Взглянула милка на меня,
Испужалась, как огня!..
— Ну, бурятка и чо?! — за Дулму горячо вступилась мать, которая, сгоношив мужикам стол, посиживала в уголочке, слезливо, жалостливо поглядывала на брата. — Может, не из красы, да красу-то не лизать, а дурака не отесать. Да опять же и побраве иных наших — с Бохана же, из-под Иркутску, а там бурятки на карымов лицом находят…
— Ты ее приучил посуду мыть? — настырно вязался опьяневший отец. — А то ить они сроду посудешку не моют. Как-то раз приехал к им на гурт — мужик еще живой был. Сели чай пить, Дулма и говорит: вы, мол, русские, любите, чтоб чисто, да тут же плюнула в миску, подолом вытерла и мне поставила. Вот ловко.
— Кого выдумываш?! — мать осудительно покачала головой. — Тьфу, поганый твой язык! И как не отсохнет.
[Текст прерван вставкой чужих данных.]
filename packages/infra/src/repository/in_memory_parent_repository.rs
//! # インメモリ ParentRepository
//!
//! `STORAGE_BACKEND=memory` 時に使用する、プロセス内メモリのみの実装。
//! DB なしでのローカル起動とハンドラ・ユースケースのテストに使う。
//!
//! ID は 1 から単調増加で採番し、削除済みの ID は再利用しない
//! （PostgreSQL の SERIAL と同じ振る舞い）。

use std::collections::BTreeMap;

use async_trait::async_trait;
use parentapi_domain::parent::{Parent, ParentDraft, ParentId};
use tokio::sync::Mutex;

use crate::{error::InfraError, repository::ParentRepository};

#[derive(Debug, Default)]
struct Store {
    parents: BTreeMap<ParentId, Parent>,
    last_id: i32,
}

impl Store {
    fn next_id(&mut self) -> Result<ParentId, InfraError> {
        let next = self
            .last_id
            .checked_add(1)
            .ok_or_else(|| InfraError::unexpected("Parent ID の採番が上限に達しました"))?;
        self.last_id = next;
        Ok(ParentId::new(next))
    }
}

/// インメモリ実装の ParentRepository
#[derive(Debug, Default)]
pub struct InMemoryParentRepository {
    store: Mutex<Store>,
}

impl InMemoryParentRepository {
    pub fn new() -> Self {
        Self::default()
    }

    /// 既存の Parent で初期化する
    ///
    /// 次に採番される ID は、与えられた ID の最大値 + 1。
    pub fn with_parents(parents: impl IntoIterator<Item = Parent>) -> Self {
        let parents: BTreeMap<ParentId, Parent> = parents.into_iter().map(|p| (p.id(), p)).collect();
        let last_id = parents.keys().next_back().map_or(0, ParentId::as_i32);
        Self {
            store: Mutex::new(Store { parents, last_id }),
        }
    }
}

#[async_trait]
impl ParentRepository for InMemoryParentRepository {
    async fn find_all(&self) -> Result<Vec<Parent>, InfraError> {
        Ok(self.store.lock().await.parents.values().cloned().collect())
    }

    async fn find_by_id(&self, id: ParentId) -> Result<Option<Parent>, InfraError> {
        Ok(self.store.lock().await.parents.get(&id).cloned())
    }

    async fn insert(&self, draft: &ParentDraft) -> Result<Parent, InfraError> {
        let mut store = self.store.lock().await;
        let id = store.next_id()?;
        let parent = Parent::new(id, draft.clone());
        store.parents.insert(id, parent.clone());
        Ok(parent)
    }

    async fn update(
        &self,
        id: ParentId,
        draft: &ParentDraft,
    ) -> Result<Option<Parent>, InfraError> {
        let mut store = self.store.lock().await;
        let Some(current) = store.parents.remove(&id) else {
            return Ok(None);
        };
        let updated = current.replaced_with(draft.clone());
        store.parents.insert(id, updated.clone());
        Ok(Some(updated))
    }

    async fn delete(&self, id: ParentId) -> Result<bool, InfraError> {
        Ok(self.store.lock().await.parents.remove(&id).is_some())
    }

    async fn ping(&self) -> Result<(), InfraError> {
        Ok(())
    }
}

#[cfg(test)]
mod tests {
    use pretty_assertions::assert_eq;
    use serde_json::{Map, json};

    use super::*;

    fn draft(name: &str) -> ParentDraft {
        ParentDraft::new(name, Map::new())
    }

    #[tokio::test]
    async fn test_insert_は1から順に採番する() {
        let sut = InMemoryParentRepository::new();

        let first = sut.insert(&draft("A")).await.unwrap();
        let second = sut.insert(&draft("B")).await.unwrap();

        assert_eq!(first.id(), ParentId::new(1));
        assert_eq!(second.id(), ParentId::new(2));
    }

    #[tokio::test]
    async fn test_with_parents_は既存idの次から採番する() {
        let existing = Parent::new(ParentId::new(7), draft("A"));
        let sut = InMemoryParentRepository::with_parents([existing]);

        let created = sut.insert(&draft("B")).await.unwrap();

        assert_eq!(created.id(), ParentId::new(8));
    }

    #[tokio::test]
    async fn test_削除済みのidは再利用しない() {
        let sut = InMemoryParentRepository::new();
        let first = sut.insert(&draft("A")).await.unwrap();
        sut.delete(first.id()).await.unwrap();

        let second = sut.insert(&draft("B")).await.unwrap();

        assert_eq!(second.id(), ParentId::new(2));
    }

    #[tokio::test]
    async fn test_find_all_はid昇順で返す() {
        let sut = InMemoryParentRepository::with_parents([
            Parent::new(ParentId::new(3), draft("C")),
            Parent::new(ParentId::new(1), draft("A")),
        ]);

        let ids: Vec<i32> = sut
            .find_all()
            .await
            .unwrap()
            .iter()
            .map(|p| p.id().as_i32())
            .collect();

        assert_eq!(ids, vec![1, 3]);
    }

    #[tokio::test]
    async fn test_find_by_id_は保存した内容をそのまま返す() {
        let sut = InMemoryParentRepository::new();
        let attrs = json!({ "age": 40 }).as_object().cloned().unwrap();
        let created = sut.insert(&ParentDraft::new("A", attrs)).await.unwrap();

        let found = sut.find_by_id(created.id()).await.unwrap();

        assert_eq!(found, Some(created));
    }

    #[tokio::test]
    async fn test_update_は存在しないidでnoneを返す() {
        let sut = InMemoryParentRepository::new();

        let result = sut.update(ParentId::new(99), &draft("X")).await.unwrap();

        assert_eq!(result, None);
        assert!(sut.find_all().await.unwrap().is_empty());
    }

    #[tokio::test]
    async fn test_update_は内容を全置換しidを維持する() {
        let sut = InMemoryParentRepository::new();
        let attrs = json!({ "age": 40 }).as_object().cloned().unwrap();
        let created = sut.insert(&ParentDraft::new("A", attrs)).await.unwrap();

        let updated = sut
            .update(created.id(), &draft("B"))
            .await
            .unwrap()
            .unwrap();

        assert_eq!(updated.id(), created.id());
        assert_eq!(updated.name(), "B");
        assert!(updated.attributes().is_empty());
    }

    #[tokio::test]
    async fn test_delete_は存在の有無を返す() {
        let sut = InMemoryParentRepository::new();
        let created = sut.insert(&draft("A")).await.unwrap();

        assert!(sut.delete(created.id()).await.unwrap());
        assert!(!sut.delete(created.id()).await.unwrap());
        assert_eq!(sut.find_by_id(created.id()).await.unwrap(), None);
    }
}
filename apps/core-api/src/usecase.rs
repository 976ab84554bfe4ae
//! # ユースケース層
//!
//! Core API のビジネスロジックを実装する。
//!
//! ## 設計方針
//!
//! - **依存性注入**: リポジトリを `Arc<dyn Trait>` で外部から注入
//! - **薄いハンドラ**: ハンドラは薄く保ち、ロジックはユースケースに集約

pub mod parent;

pub use parent::{ParentService, ParentServiceImpl};
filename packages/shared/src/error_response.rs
//! # エラーレスポンス（RFC 9457 Problem Details）
//!
//! API で共通のエラーレスポンス構造体を提供する。
//!
//! ## 設計
//!
//! - `ErrorResponse` は純粋なデータ構造（`Serialize` / `Deserialize` のみ）
//! - axum の `IntoResponse` 変換は各サービスの責務
//! - エラー種別ごとの便利コンストラクタで `type` URI のハードコードを排除

use serde::{Deserialize, Serialize};

/// error_type URI のベースパス
const ERROR_TYPE_BASE: &str = "https://parentapi.example.com/errors";

/// エラーレスポンス（RFC 9457 Problem Details）
///
/// `type` フィールドは URI で問題の種類を識別する。
/// `detail` はクライアントに返す人間可読なメッセージ。
#[derive(Debug, Clone, PartialEq, Eq, Serialize, Deserialize)]
pub struct ErrorResponse {
    #[serde(rename = "type")]
    pub error_type: String,
    pub title:      String,
    pub status:     u16,
    pub detail:     String,
}

impl ErrorResponse {
    /// 汎用コンストラクタ
    ///
    /// `error_type_suffix` はベース URI に付加される（例: `"not-found"`）。
    pub fn new(
        error_type_suffix: &str,
        title: impl Into<String>,
        status: u16,
        detail: impl Into<String>,
    ) -> Self {
        Self {
            error_type: format!("{ERROR_TYPE_BASE}/{error_type_suffix}"),
            title: title.into(),
            status,
            detail: detail.into(),
        }
    }

    /// 400 Bad Request
    pub fn bad_request(detail: impl Into<String>) -> Self {
        Self::new("bad-request", "Bad Request", 400, detail)
    }

    /// 404 Not Found
    pub fn not_found(detail: impl Into<String>) -> Self {
        Self::new("not-found", "Not Found", 404, detail)
    }

    /// 400 Validation Error
    pub fn validation_error(detail: impl Into<String>) -> Self {
        Self::new("validation-error", "Validation Error", 400, detail)
    }

    /// 500 Internal Server Error
    ///
    /// detail は固定値（内部情報を漏らさないため）。
    pub fn internal_error() -> Self {
        Self::new(
            "internal-error",
            "Internal Server Error",
            500,
            "内部エラーが発生しました",
        )
    }
}
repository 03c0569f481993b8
mod common;
use axum::extract::State;
use axum::http::{header, HeaderMap, StatusCode};
use axum::response::{IntoResponse, Response};
use axum::routing::post;
use axum::{Json, Router};
use serde_json::{json, Value};
use std::sync::{Arc, Mutex};

use lead_forms::config::{EndpointConfig, PresentationConfig};
use lead_forms::forms::{
    Container, FormSchema, FormView, HttpSubmissionEndpoint, SubmissionEndpoint,
    SubmissionError, SubmissionPayload, SubmissionResolution, WizardController, WizardPhase,
};

#[derive(Clone, Copy)]
enum MockReply {
    Accept,
    Busy,
    ServerError,
    Garbage,
}

#[derive(Clone)]
struct MockState {
    reply: MockReply,
    received: Arc<Mutex<Vec<(Option<String>, Value)>>>,
}

async fn receive(
    State(state): State<MockState>,
    headers: HeaderMap,
    Json(body): Json<Value>,
) -> Response {
    let content_type = headers
        .get(header::CONTENT_TYPE)
        .and_then(|value| value.to_str().ok())
        .map(str::to_string);
    state
        .received
        .lock()
        .expect("received mutex")
        .push((content_type, body));

    match state.reply {
        MockReply::Accept => Json(json!({
            "success": true,
            "message": "Quote request received!"
        }))
        .into_response(),
        MockReply::Busy => Json(json!({ "success": false, "message": "Busy" })).into_response(),
        MockReply::ServerError => StatusCode::INTERNAL_SERVER_ERROR.into_response(),
        MockReply::Garbage => (StatusCode::OK, "<html>oops</html>").into_response(),
    }
}

async fn mock_endpoint(reply: MockReply) -> (EndpointConfig, MockState) {
    let state = MockState {
        reply,
        received: Arc::new(Mutex::new(Vec::new())),
    };
    let app = Router::new()
        .route("/request-quote", post(receive))
        .route("/request-consultation", post(receive))
        .with_state(state.clone());

    let listener = tokio::net::TcpListener::bind("127.0.0.1:0")
        .await
        .expect("bind ephemeral port");
    let addr = listener.local_addr().expect("local addr");
    tokio::spawn(async move {
        axum::serve(listener, app).await.expect("mock endpoint serves");
    });

    let config = EndpointConfig::new(format!("http://{addr}")).expect("valid base url");
    (config, state)
}

fn filled_quote_wizard() -> WizardController<FormView> {
    let schema = FormSchema::quote_request();
    let view = FormView::for_schema(&schema);
    let mut wizard = WizardController::new(Arc::new(schema), view, PresentationConfig::default());

    wizard
        .choose("project_type", "new_construction")
        .expect("project type");
    wizard
        .set_value("project_location", "Waukee, IA")
        .expect("location");
    wizard.choose("project_timeline", "3-6_months").expect("timeline");
    assert_eq!(wizard.advance(), Ok(2));

    wizard.choose("budget_range", "250k-500k").expect("budget");
    assert_eq!(wizard.advance(), Ok(3));

    wizard.set_value("full_name", "Avery Lind").expect("name");
    wizard.set_value("email", "a@b.co").expect("email");
    wizard.set_value("phone", "(515) 555-0134").expect("phone");
    wizard
}

#[tokio::test]
async fn accepted_quote_replaces_container_with_thank_you() {
    let (config, state) = mock_endpoint(MockReply::Accept).await;
    let endpoint = HttpSubmissionEndpoint::new(config).expect("client builds");
    let mut wizard = filled_quote_wizard();

    let resolution = wizard.submit(&endpoint).await.expect("submission resolves");
    assert_eq!(resolution, SubmissionResolution::Succeeded);
    assert!(matches!(wizard.phase(), WizardPhase::Succeeded { .. }));

    let view = wizard.presenter();
    assert!(matches!(view.container(), Container::Success { .. }));
    assert!(view.render_text().contains("Thank You!"));

    let received = state.received.lock().expect("received mutex").clone();
    assert_eq!(received.len(), 1);
    let (content_type, body) = &received[0];
    assert_eq!(content_type.as_deref(), Some("application/json"));
    assert_eq!(body["project_type"], "new_construction");
    assert_eq!(body["project_timeline"], "3-6_months");
    assert_eq!(body["phone"], "(515) 555-0134");
    assert!(body.get("preferred_contact").is_none());
}

#[tokio::test]
async fn busy_endpoint_leaves_form_interactive() {
    let (config, _state) = mock_endpoint(MockReply::Busy).await;
    let endpoint = HttpSubmissionEndpoint::new(config).expect("client builds");
    let mut wizard = filled_quote_wizard();

    let resolution = wizard.submit(&endpoint).await.expect("submission resolves");
    assert!(matches!(resolution, SubmissionResolution::Failed { .. }));

    let view = wizard.presenter();
    assert_eq!(view.container(), &Container::Form);
    assert!(view.render_text().contains("Error: Busy"));
    assert!(!view.submit_control().disabled);
    assert_eq!(wizard.state().value("full_name"), Some("Avery Lind"));

    assert_eq!(wizard.retreat(), Ok(2));
    assert_eq!(wizard.phase(), &WizardPhase::Editing);
}

#[tokio::test]
async fn server_errors_and_garbage_bodies_become_typed_failures() {
    let payload = SubmissionPayload::default();

    let (config, _) = mock_endpoint(MockReply::ServerError).await;
    let endpoint = HttpSubmissionEndpoint::new(config).expect("client builds");
    let err = endpoint
        .submit("/request-quote", &payload)
        .await
        .expect_err("500 is a failure");
    assert!(matches!(err, SubmissionError::Status(500)));

    let (config, _) = mock_endpoint(MockReply::Garbage).await;
    let endpoint = HttpSubmissionEndpoint::new(config).expect("client builds");
    let err = endpoint
        .submit("/request-quote", &payload)
        .await
        .expect_err("html is not an outcome");
    assert!(matches!(err, SubmissionError::Decode(_)));
}

#[tokio::test]
async fn unreachable_endpoint_shows_network_banner() {
    let listener = tokio::net::TcpListener::bind("127.0.0.1:0")
        .await
        .expect("bind ephemeral port");
    let addr = listener.local_addr().expect("local addr");
    drop(listener);

    let config = EndpointConfig::new(format!("http://{addr}")).expect("valid base url");
    let endpoint = HttpSubmissionEndpoint::new(config).expect("client builds");
    let mut wizard = filled_quote_wizard();

    let resolution = wizard.submit(&endpoint).await.expect("submission resolves");
    match resolution {
        SubmissionResolution::Failed { message, .. } => {
            assert!(message.starts_with("Network error"))
        }
        other => panic!("expected network failure, got {other:?}"),
    }
    assert_eq!(wizard.presenter().banners().len(), 1);
}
Мелешь, кого попало!.. Да она почище многих наших баб… Да и, как ране говорили, с чистого не воскреснешь, с грязного не лопнешь, — еще здоровше будешь. А работать до чего удалая, наших баб за пояс заткнет. Поглядела я, дак все у ей в руках горит, не присядет, не приляжет. Такую бабу еще поискать надо.
Случай был, конечно, редкий: русские девки, случалось, выходили за бурят, а тут бурятка за русского пошла, — это еще было в диво. Сам кока Ваня, когда отец посмеивался над его женой, раскосой и скуластой, виновато улыбался, отмалчивался да разводил руками: дескать, какую уж Бог дал, — судьба, а судьбу и на добром коне не объедешь, но баба добрая попалась.
— Эх, Еван, Еван… — гнул свое отец, — по-нонешним временам тебе, паря, на заимке и жить, носа не казать. Наш-то Ванька, однако, поумне будет, — тогды-сегды радио слушат.